52. With respect of freedom of action, both the Fund and IOC are granted the same independence and freedom (Article 2 in both Agreements).

53. However, with respect to legal capacity, the provisions are different. The Fund is recognised as a legal personality under public international law, while IOC is recognised only as an entity having legal capacity in Switzerland. Reference is made to Article 1 in both Agreements.

54. The provisions that apply to the Fund on inviolability of premises, inviolability of archives, immunity from jurisdiction and execution, and publications and communications (Articles 3-6) appear only in that Agreement.
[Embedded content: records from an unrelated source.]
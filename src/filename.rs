use chrono::NaiveDate;

const FALLBACK_STEM: &str = "export";

/// Builds a download-friendly filename such as `quarterly-report-2026-10-17.pdf`.
pub fn suggested_filename(title: &str, date: NaiveDate, extension: &str) -> String {
    let stem = slug::slugify(title);
    let stem = if stem.is_empty() { FALLBACK_STEM } else { stem.as_str() };
    format!("{}-{}.{}", stem, date.format("%Y-%m-%d"), extension)
}
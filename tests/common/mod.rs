pub mod fixtures;
pub mod pdf_assertions;

use lopdf::Document as LopdfDocument;
use pagecast::{ExportError, ExportPipeline, Section};
use std::io::Cursor;

pub type TestResult = Result<(), Box<dyn std::error::Error>>;

/// Wrapper around a generated PDF with helper methods
pub struct GeneratedPdf {
    pub bytes: Vec<u8>,
    pub doc: LopdfDocument,
}

impl GeneratedPdf {
    /// Create a GeneratedPdf from raw bytes
    pub fn from_bytes(bytes: Vec<u8>) -> Result<Self, Box<dyn std::error::Error>> {
        let doc = LopdfDocument::load_mem(&bytes)?;
        Ok(Self { bytes, doc })
    }

    /// Get the number of pages in the PDF
    pub fn page_count(&self) -> usize {
        self.doc.get_pages().len()
    }
}

/// Export `sections` with `pipeline` and load the result back
pub fn export_pdf(
    pipeline: &ExportPipeline,
    sections: Vec<Section>,
) -> Result<GeneratedPdf, Box<dyn std::error::Error>> {
    let document = pipeline.export(sections)?;
    let bytes = pipeline.encode(&document, Cursor::new(Vec::new()))?.into_inner();
    GeneratedPdf::from_bytes(bytes)
}

/// Unwrap helper that keeps the pipeline error readable in test output
#[allow(dead_code)]
pub fn expect_export_error<T: std::fmt::Debug>(result: Result<T, ExportError>) -> ExportError {
    match result {
        Ok(value) => panic!("expected export to fail, got {:?}", value),
        Err(e) => e,
    }
}
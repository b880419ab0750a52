//! Section builders for integration tests.
#![allow(dead_code)]

use pagecast::Section;

/// An opaque RGB section filled with a single gray level
pub fn solid_section(width: u32, height: u32, level: u8) -> Section {
    Section::rgb(width, height, vec![level; (width * height * 3) as usize])
        .expect("valid solid section")
}

/// An RGB section where every row is filled with its own row index (mod 256)
pub fn row_indexed_section(width: u32, height: u32) -> Section {
    let mut pixels = Vec::with_capacity((width * height * 3) as usize);
    for row in 0..height {
        pixels.extend(std::iter::repeat_n((row % 256) as u8, (width * 3) as usize));
    }
    Section::rgb(width, height, pixels).expect("valid row-indexed section")
}

/// A fully transparent RGBA section
pub fn transparent_section(width: u32, height: u32) -> Section {
    Section::rgba(width, height, vec![0; (width * height * 4) as usize])
        .expect("valid transparent section")
}
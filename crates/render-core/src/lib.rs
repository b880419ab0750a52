//! Core encoding abstractions for paginated output.
//!
//! This crate provides the seam between layout and concrete output formats:
//! - `DocumentEncoder` trait implemented by each backend
//! - Error types for encoding operations
//! - Shared coordinate and quality conversions

mod error;
mod traits;
pub mod utils;

pub use error::RenderError;
pub use traits::DocumentEncoder;
//! Export pipeline orchestration.
//!
//! - [`ExportPipelineBuilder`]: Fluent builder validating configuration up front
//! - [`ExportPipeline`]: Slices and composes sections, then encodes the finished document
//! - [`SectionSource`]: Async, strictly ordered supply of rasterized sections
//!
//! # Example
//!
//! ```no_run
//! use pagecast::{ExportPipelineBuilder, Section};
//!
//! # fn main() -> Result<(), pagecast::ExportError> {
//! let pipeline = ExportPipelineBuilder::new().with_title("Report").build()?;
//! let section = Section::rgb(800, 1200, vec![255; 800 * 1200 * 3])?;
//! pipeline.export_to_file(vec![section], pipeline.suggested_filename())?;
//! # Ok(())
//! # }
//! ```

mod builder;
pub mod cancel;
pub mod config;
mod export;
pub mod source;

pub use builder::ExportPipelineBuilder;
pub use cancel::CancellationToken;
pub use config::ExportConfig;
pub use export::ExportPipeline;
pub use source::{IterSource, SectionSource};
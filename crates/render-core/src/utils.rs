/// Convert layout Y coordinate to PDF Y coordinate (flip origin)
pub fn flip_y(y: f32, page_height: f32) -> f32 {
    page_height - y
}

/// PDF Y coordinate of the lower edge of a box placed at layout `y` with `height`.
pub fn box_origin_y(y: f32, height: f32, page_height: f32) -> f32 {
    flip_y(y + height, page_height)
}

/// Maps a `0.0..=1.0` quality factor onto the `1..=100` scale used by lossy codecs.
pub fn quality_percent(quality: f32) -> u8 {
    if quality.is_nan() {
        return 1;
    }
    (quality * 100.0).round().clamp(1.0, 100.0) as u8
}
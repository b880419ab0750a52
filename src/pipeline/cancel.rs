use std::sync::atomic::{AtomicBool, Ordering};
use std::sync::Arc;

/// Requests that an export stop before its next section.
///
/// Clones share the same flag. A section that has started slicing always finishes.
#[derive(Debug, Clone, Default)]
pub struct CancellationToken {
    cancelled: Arc<AtomicBool>,
}

impl CancellationToken {
    pub fn new() -> Self {
        Self::default()
    }

    pub fn cancel(&self) {
        self.cancelled.store(true, Ordering::SeqCst);
    }

    pub fn is_cancelled(&self) -> bool {
        self.cancelled.load(Ordering::SeqCst)
    }
}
The fiscal and customs regimes are different in the two Agreements, while the freedom to dispose of funds is regulated in the same manner (Articles 9 and 5, respectively).

55. A comparison between Articles 10-32 of the Agreement that applies to the Fund and Articles 6-18 of the Agreement that applies to IOC demonstrates considerable differences, mainly due to the fact that the officials of the Fund have been granted full-fledged privileges and immunities.

56. Of particular interest in this context are the provisions on peaceful settlement of disputes. Here, the Agreement with the Fund contains the usual provisions that one would expect in an agreement with an intergovernmental organisation. One article addresses the settlement of disputes of a private law character, while another relates to settlement of disputes with respect to the interpretation or application of the Agreement itself. Reference is made to Articles 25 and 29.

57. Article 25 means that a "satisfactory" solution shall be found in cases where the dispute relates to contracts to which the Fund is party or other disputes of a private law character. The same applies to disputes where officials who enjoy immunity are party, if this immunity is not waived in accordance with specific provisions in the Agreement. Article 29 is a standard provision in an international agreement.

58. The Agreement with IOC, on the other hand, contains only a provision relating to settlement of disputes concerning the interpretation or application of the Agreement itself (Article 15). This means that disputes of a private law character will come under the jurisdiction of the national courts of Switzerland.

11. The US system

General

59. My attention has been drawn to Executive Order: Designating the Global Fund to Fight Aids, Tuberculosis and Malaria as a Public International Organization Entitled to Enjoy Certain Privileges, Exemptions, and Immunities. For the purposes of the present paper it would be useful to determine if there are other similar organisations in the US and, if so, the terms of their recognition.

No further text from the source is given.